//! Immutable plate raster

use std::path::Path;
use std::sync::Arc;

use image::{DynamicImage, GrayImage};
use plategate_types::Result;

/// Cropped plate image. Never mutated; transforms return a new crop.
#[derive(Debug, Clone)]
pub struct PlateCrop {
    image: Arc<DynamicImage>,
}

impl PlateCrop {
    pub fn new(image: DynamicImage) -> Self {
        Self {
            image: Arc::new(image),
        }
    }

    pub fn from_gray(gray: GrayImage) -> Self {
        Self::new(DynamicImage::ImageLuma8(gray))
    }

    /// Load a crop from an image file
    pub fn open(path: &Path) -> Result<Self> {
        Ok(Self::new(image::open(path)?))
    }

    pub fn image(&self) -> &DynamicImage {
        &self.image
    }

    pub fn to_gray(&self) -> GrayImage {
        self.image.to_luma8()
    }

    pub fn width(&self) -> u32 {
        self.image.width()
    }

    pub fn height(&self) -> u32 {
        self.image.height()
    }

    pub fn is_empty(&self) -> bool {
        self.width() == 0 || self.height() == 0
    }

    /// Write the crop as PNG
    pub fn save_png(&self, path: &Path) -> Result<()> {
        self.image.save_with_format(path, image::ImageFormat::Png)?;
        Ok(())
    }
}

Work item => Your reply should hold all the entries, each repeated without a single change.

Exercise answer =>
//! Immutable plate raster

use std::path::Path;
use std::sync::Arc;

use image::{DynamicImage, GrayImage};
use plategate_types::Result;

/// Cropped plate image. Never mutated; transforms return a new crop.
#[derive(Debug, Clone)]
pub struct PlateCrop {
    image: Arc<DynamicImage>,
}

impl PlateCrop {
    pub fn new(image: DynamicImage) -> Self {
        Self {
            image: Arc::new(image),
        }
    }

    pub fn from_gray(gray: GrayImage) -> Self {
        Self::new(DynamicImage::ImageLuma8(gray))
    }

    /// Load a crop from an image file
    pub fn open(path: &Path) -> Result<Self> {
        Ok(Self::new(image::open(path)?))
    }

    pub fn image(&self) -> &DynamicImage {
        &self.image
    }

    pub fn to_gray(&self) -> GrayImage {
        self.image.to_luma8()
    }

    pub fn width(&self) -> u32 {
        self.image.width()
    }

    pub fn height(&self) -> u32 {
        self.image.height()
    }

    pub fn is_empty(&self) -> bool {
        self.width() == 0 || self.height() == 0
    }

    /// Write the crop as PNG
    pub fn save_png(&self, path: &Path) -> Result<()> {
        self.image.save_with_format(path, image::ImageFormat::Png)?;
        Ok(())
    }
}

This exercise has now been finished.